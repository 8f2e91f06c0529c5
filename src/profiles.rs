use crate::config::EngineConfig;
use crate::utils::weights_to_percentages;
use log::debug;

#[derive(Debug, Clone, Copy, PartialEq, Eq)]
pub enum CurveSource {
    /// Percentages copied from a caller-supplied spend pattern.
    Historical,
    /// Percentages from the synthesised logistic S-curve.
    SCurve,
}

/// Per-period percentages (summing to 100) for the curve strategy.
///
/// A usable history (same length as the periods, finite, non-negative, with a
/// positive sum) is treated as a template and rescaled. Anything else falls
/// back to the S-curve.
pub fn curve_percentages(
    count: usize,
    history: Option<&[f64]>,
    config: &EngineConfig,
) -> (Vec<f64>, CurveSource) {
    if let Some(pattern) = history {
        if is_usable_history(pattern, count) {
            return (weights_to_percentages(pattern), CurveSource::Historical);
        }
        debug!(
            "Ignoring historical pattern of length {} for {} periods",
            pattern.len(),
            count
        );
    }

    let weights = s_curve_weights(count, config.curve_steepness, config.curve_midpoint);
    (weights_to_percentages(&weights), CurveSource::SCurve)
}

/// First differences of a logistic curve sampled at the `count + 1` period
/// boundaries `i / count`. Each difference approximates the share of spend
/// falling inside one period.
pub fn s_curve_weights(count: usize, steepness: f64, midpoint: f64) -> Vec<f64> {
    if count == 0 {
        return Vec::new();
    }

    let logistic = |x: f64| 1.0 / (1.0 + (-steepness * (x - midpoint)).exp());
    let samples: Vec<f64> = (0..=count)
        .map(|i| logistic(i as f64 / count as f64))
        .collect();

    samples.windows(2).map(|w| w[1] - w[0]).collect()
}

fn is_usable_history(pattern: &[f64], count: usize) -> bool {
    if pattern.len() != count || count == 0 {
        return false;
    }
    if pattern.iter().any(|v| !v.is_finite() || *v < 0.0) {
        return false;
    }
    pattern.iter().sum::<f64>() > 0.0
}

#[cfg(test)]
mod tests {
    use super::*;

    #[test]
    fn test_s_curve_sums_to_100() {
        let config = EngineConfig::default();
        for count in 1..=24 {
            let (pct, source) = curve_percentages(count, None, &config);
            assert_eq!(source, CurveSource::SCurve);
            assert_eq!(pct.len(), count);
            let sum: f64 = pct.iter().sum();
            assert!((sum - 100.0).abs() < 1e-9, "count {} sums to {}", count, sum);
        }
    }

    #[test]
    fn test_s_curve_is_bell_shaped() {
        let weights = s_curve_weights(6, 10.0, 0.5);
        assert!(weights.iter().all(|w| *w > 0.0));
        assert!((weights[0] - weights[5]).abs() < 1e-12);
        assert!((weights[1] - weights[4]).abs() < 1e-12);
        assert!(weights[2] > weights[1]);
        assert!(weights[1] > weights[0]);
    }

    #[test]
    fn test_single_period_gets_everything() {
        let (pct, _) = curve_percentages(1, None, &EngineConfig::default());
        assert!((pct[0] - 100.0).abs() < 1e-9);
    }

    #[test]
    fn test_history_used_as_template() {
        let history = [10.0, 30.0, 60.0];
        let (pct, source) = curve_percentages(3, Some(&history), &EngineConfig::default());
        assert_eq!(source, CurveSource::Historical);
        assert!((pct[0] - 10.0).abs() < 1e-9);
        assert!((pct[1] - 30.0).abs() < 1e-9);
        assert!((pct[2] - 60.0).abs() < 1e-9);
    }

    #[test]
    fn test_unusable_history_falls_back() {
        let config = EngineConfig::default();
        let wrong_length = [1.0, 2.0];
        let (_, source) = curve_percentages(3, Some(&wrong_length), &config);
        assert_eq!(source, CurveSource::SCurve);

        let all_zero = [0.0, 0.0, 0.0];
        let (_, source) = curve_percentages(3, Some(&all_zero), &config);
        assert_eq!(source, CurveSource::SCurve);

        let negative = [5.0, -1.0, 2.0];
        let (_, source) = curve_percentages(3, Some(&negative), &config);
        assert_eq!(source, CurveSource::SCurve);
    }

    #[test]
    fn test_zero_count() {
        assert!(s_curve_weights(0, 10.0, 0.5).is_empty());
    }
}
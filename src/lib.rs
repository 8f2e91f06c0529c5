//! # Cost Forecast Engine
//!
//! Computational core of a project cost-management tool: splits a budget over
//! weekly or monthly periods, reprofiles the unspent remainder, rolls line items
//! up into cost hierarchies, maps import headers onto the internal columns and
//! flags anomalous projects across a portfolio.
//!
//! ## Core Concepts
//!
//! - **Periods**: Contiguous half-open date slices produced by [`periods::partition`]
//! - **Profiles**: Linear, custom percentages or an S-curve/historical shape
//! - **Conservation**: A successful distribution always sums to its total
//! - **Reprofiling**: Remaining budget spread evenly over the periods not yet started
//! - **Hierarchies**: Cost element and work breakdown trees with budget/spend/variance
//!
//! ## Example
//!
//! ```rust
//! use cost_forecast_engine::*;
//! use chrono::NaiveDate;
//!
//! let request = DistributionRequest {
//!     total_budget: 1200.0,
//!     start_date: NaiveDate::from_ymd_opt(2024, 1, 1).unwrap(),
//!     end_date: NaiveDate::from_ymd_opt(2024, 4, 1).unwrap(),
//!     granularity: Granularity::Month,
//!     profile: DistributionProfile::Linear,
//! };
//!
//! let result = calculate_distribution(&request);
//! assert!(result.is_ok());
//! assert_eq!(result.periods.len(), 3);
//! assert_eq!(result.periods[0].amount, 400.0);
//! ```

pub mod anomaly;
pub mod config;
pub mod engine;
pub mod error;
pub mod hierarchy;
pub mod history;
pub mod mapping;
pub mod periods;
pub mod profiles;
pub mod schema;
pub mod utils;

pub use anomaly::{detect_anomalies, AnomalyDetector};
pub use config::EngineConfig;
pub use engine::{apply_curve, apply_custom, apply_linear, reprofile, variance_metric, Allocator};
pub use error::{ForecastError, Result};
pub use hierarchy::{
    build_cost_element_tree, build_work_breakdown_tree, find_node, flatten_tree, forest_totals,
    node_path, FlatNode, HierarchyBuilder, HierarchyTotals,
};
pub use history::{EstimateChange, EstimateHistory, EstimateSnapshot};
pub use mapping::{detect_mapping, missing_required, MappingTemplate, MappingTemplateStore};
pub use periods::partition;
pub use schema::*;

use chrono::NaiveDate;
use log::{debug, info, warn};
use serde::{Deserialize, Serialize};

/// How evenly one profile spreads a request's budget.
#[derive(Debug, Clone, PartialEq, Serialize, Deserialize)]
pub struct ProfileComparison {
    pub profile: ProfileKind,
    /// See [`engine::variance_metric`]. Lower is more even.
    pub variance_metric: f64,
    pub result: DistributionResult,
}

#[derive(Debug, Clone, Default)]
pub struct ForecastEngine {
    config: EngineConfig,
}

impl ForecastEngine {
    pub fn new(config: EngineConfig) -> Result<Self> {
        config.validate()?;
        Ok(Self { config })
    }

    pub fn config(&self) -> &EngineConfig {
        &self.config
    }

    pub fn calculate(&self, request: &DistributionRequest) -> DistributionResult {
        info!(
            "Distributing {:.2} from {} to {} using {:?} profile",
            request.total_budget,
            request.start_date,
            request.end_date,
            request.profile.kind()
        );

        let periods = partition(request.start_date, request.end_date, request.granularity);
        debug!("Partitioned range into {} periods", periods.len());

        Allocator::new(&self.config).allocate(request.total_budget, &periods, &request.profile)
    }

    /// Partitions the request's range and spreads `total_budget - spent_to_date`
    /// over the periods starting on or after `now`. The request's profile is
    /// ignored.
    pub fn reprofile(
        &self,
        request: &DistributionRequest,
        spent_to_date: f64,
        now: NaiveDate,
    ) -> DistributionResult {
        info!(
            "Reprofiling {:.2} with {:.2} spent as of {}",
            request.total_budget, spent_to_date, now
        );

        let periods = partition(request.start_date, request.end_date, request.granularity);
        Allocator::new(&self.config).reprofile(request.total_budget, spent_to_date, &periods, now)
    }

    /// Runs the linear and curve strategies, plus the request's own custom
    /// percentages when it carries them, over the same periods. Sorted most even
    /// first. Failed allocations are left out.
    pub fn compare_profiles(&self, request: &DistributionRequest) -> Vec<ProfileComparison> {
        let periods = partition(request.start_date, request.end_date, request.granularity);
        let allocator = Allocator::new(&self.config);

        let history = match &request.profile {
            DistributionProfile::Curve { history } => history.as_deref(),
            _ => None,
        };

        let mut results = vec![
            allocator.linear(request.total_budget, &periods),
            allocator.curve(request.total_budget, &periods, history),
        ];
        if let DistributionProfile::Custom { percentages } = &request.profile {
            results.push(allocator.custom(request.total_budget, &periods, percentages));
        }

        let mut comparisons: Vec<ProfileComparison> = results
            .into_iter()
            .filter_map(|result| {
                if let Some(err) = &result.error {
                    warn!("{:?} profile left out of comparison: {}", result.profile, err);
                    return None;
                }
                Some(ProfileComparison {
                    profile: result.profile,
                    variance_metric: variance_metric(&result),
                    result,
                })
            })
            .collect();

        comparisons.sort_by(|a, b| a.variance_metric.total_cmp(&b.variance_metric));
        comparisons
    }

    pub fn cost_element_tree(&self, items: &[LineItem], currency: &str) -> Vec<HierarchyNode> {
        HierarchyBuilder::new(&self.config).build_cost_element_tree(items, currency)
    }

    pub fn work_breakdown_tree(&self, items: &[LineItem], currency: &str) -> Vec<HierarchyNode> {
        HierarchyBuilder::new(&self.config).build_work_breakdown_tree(items, currency)
    }

    pub fn detect_anomalies(&self, projects: &[ProjectSnapshot]) -> Vec<AnomalyRecord> {
        AnomalyDetector::new(&self.config).detect(projects)
    }
}

pub fn calculate_distribution(request: &DistributionRequest) -> DistributionResult {
    ForecastEngine::default().calculate(request)
}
○ ○ ○ ○ ○ ○ ○
#### What you will do
Give back exactly the lines of the listing above, starting with its first line and ending with the line that holds "non-negative, with a".

#### Expected answer
repository 8f2e91f06c0529c5
filename src/profiles.rs
use crate::config::EngineConfig;
use crate::utils::weights_to_percentages;
use log::debug;

#[derive(Debug, Clone, Copy, PartialEq, Eq)]
pub enum CurveSource {
    /// Percentages copied from a caller-supplied spend pattern.
    Historical,
    /// Percentages from the synthesised logistic S-curve.
    SCurve,
}

/// Per-period percentages (summing to 100) for the curve strategy.
///
/// A usable history (same length as the periods, finite, non-negative, with a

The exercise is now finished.